Manage This - The Project Management Podcast Episode 18 — Thor, The Norse God of Project Management
Sep 20, 2016
34:32
ANDY CROWE ● BILL YATES ● NICK WALKER ● JOEL “THOR” NEEB
NICK WALKER: Welcome to Manage This, the podcast by project managers for project managers. Every two weeks we get together to discuss the things that matter to you as a professional project manager. We talk about project management certification and doing the job of a project manager, and we hear from some of the leaders in the industry. I’m your host Nick Walker, and with me are our in-house experts, Andy Crowe and Bill Yates. And by the way, on the day we’re recording this, Andy, you’re getting ready to deliver the keynote address at PMI Honolulu.

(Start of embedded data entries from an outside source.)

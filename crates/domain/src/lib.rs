//! Domain values for motion detection events and their outcomes.

#![forbid(unsafe_code)]

mod admission;
mod detection;
mod notification;

pub use admission::{AdmissionOutcome, SkipReason};
pub use detection::{DetectionEvent, DetectionResult, ImageCredentials};
pub use notification::{NotificationChannel, NotificationDecision, announcement_message};
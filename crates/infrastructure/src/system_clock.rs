use std::time::Instant;

use motionwatch_application::Clock;

/// Monotonic clock backed by [`Instant::now`].
#[derive(Debug, Clone, Copy, Default)]
pub struct SystemClock;

impl Clock for SystemClock {
    fn now(&self) -> Instant {
        Instant::now()
    }
}
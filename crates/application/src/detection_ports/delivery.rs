use async_trait::async_trait;
use motionwatch_core::{AppResult, LocationKey};
use motionwatch_domain::DetectionResult;

/// Port for outbound text messages.
#[async_trait]
pub trait SmsSender: Send + Sync {
    /// Sends one message to the configured recipient.
    async fn send_sms(&self, message: &str) -> AppResult<()>;
}

/// Port for off-site storage of detection snapshots.
#[async_trait]
pub trait BackupStore: Send + Sync {
    /// Uploads the snapshot and returns a URL pointing at the stored copy.
    async fn upload_image(
        &self,
        image: &[u8],
        location: &LocationKey,
        description: &DetectionResult,
    ) -> AppResult<String>;
}
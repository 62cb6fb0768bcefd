use motionwatch_core::LocationKey;
use motionwatch_domain::{
    DetectionResult, NotificationChannel, NotificationDecision, announcement_message,
};
use tracing::{info, warn};

use super::DetectionService;

impl DetectionService {
    pub(super) async fn voice_enabled(&self) -> bool {
        if self.home_automation.is_none()
            || self.home_automation_settings.announce_targets.is_empty()
        {
            return false;
        }

        let entity = self.home_automation_settings.voice_enabled_entity.as_deref();
        self.read_toggle(entity, true).await
    }

    pub(super) async fn home_occupied(&self) -> bool {
        let entity = self.home_automation_settings.home_occupied_entity.as_deref();
        self.read_toggle(entity, false).await
    }

    // Unset entity yields `when_unset`; any lookup failure yields `false`.
    async fn read_toggle(&self, entity_id: Option<&str>, when_unset: bool) -> bool {
        let Some(entity_id) = entity_id else {
            return when_unset;
        };
        let Some(home_automation) = &self.home_automation else {
            return false;
        };

        match home_automation.is_entity_on(entity_id).await {
            Ok(state) => state,
            Err(error) => {
                warn!(entity_id, error = %error, "failed to read home automation state");
                false
            }
        }
    }

    pub(super) async fn backup_image(
        &self,
        image: &[u8],
        location: &LocationKey,
        result: &DetectionResult,
    ) -> Option<String> {
        let backup_store = self.backup_store.as_ref()?;

        match backup_store.upload_image(image, location, result).await {
            Ok(url) => {
                info!(backup_url = %url, "snapshot backed up");
                Some(url)
            }
            Err(error) => {
                warn!(error = %error, "snapshot backup failed");
                None
            }
        }
    }

    pub(super) async fn deliver_notifications(
        &self,
        location: &LocationKey,
        result: &DetectionResult,
        decision: NotificationDecision,
        backup_url: Option<&str>,
    ) {
        let message = announcement_message(location, result);

        if decision.allows(NotificationChannel::Voice) {
            if let Some(home_automation) = &self.home_automation {
                let targets = &self.home_automation_settings.announce_targets;
                match home_automation.announce(&message, targets).await {
                    Ok(()) => info!(message = %message, "announcement sent"),
                    Err(error) => warn!(error = %error, "announcement failed"),
                }
            }
        }

        if decision.allows(NotificationChannel::Sms) {
            let Some(sms_sender) = &self.sms_sender else {
                warn!("sms selected but no sms transport is configured");
                return;
            };

            let text = match backup_url {
                Some(url) => format!("{message} {url}"),
                None => message,
            };
            match sms_sender.send_sms(&text).await {
                Ok(()) => info!("sms sent"),
                Err(error) => warn!(error = %error, "sms delivery failed"),
            }
        }
    }

    pub(super) async fn record_detection(&self, location: &LocationKey, result: &DetectionResult) {
        let Some(home_automation) = &self.home_automation else {
            return;
        };
        let settings = &self.home_automation_settings;

        if let Some(counter) = settings.detection_counter_entity.as_deref() {
            if let Err(error) = home_automation.increment_counter(counter).await {
                warn!(entity_id = counter, error = %error, "failed to increment detection counter");
            }
        }

        if let Some(text_entity) = settings.last_detection_entity.as_deref() {
            let message = announcement_message(location, result);
            if let Err(error) = home_automation.set_input_text(text_entity, &message).await {
                warn!(entity_id = text_entity, error = %error, "failed to store last detection");
            }
        }
    }
}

ANDY CROWE: I am heading out to Honolulu to be at that chapter. I’ve been there before, and I’m really excited. I’m talking about the Talent Triangle, which is getting a lot of buzz within PMI: the technical, the leadership, and the strategy triangle and how that applies to our own career.
NICK WALKER: And, by the way, our guest today is delivering the opening keynote in a few days at the Project Management Institute’s Global Congress for North America in San Diego. And this is a guy who probably has enough fascinating stories that we could probably sit here for hours and never exhaust them all. It’s amazing how you find these guys. I’m really looking forward to this today. Our guest is Joel Neeb. His friends call him Thor. Are we friends enough to call you Thor?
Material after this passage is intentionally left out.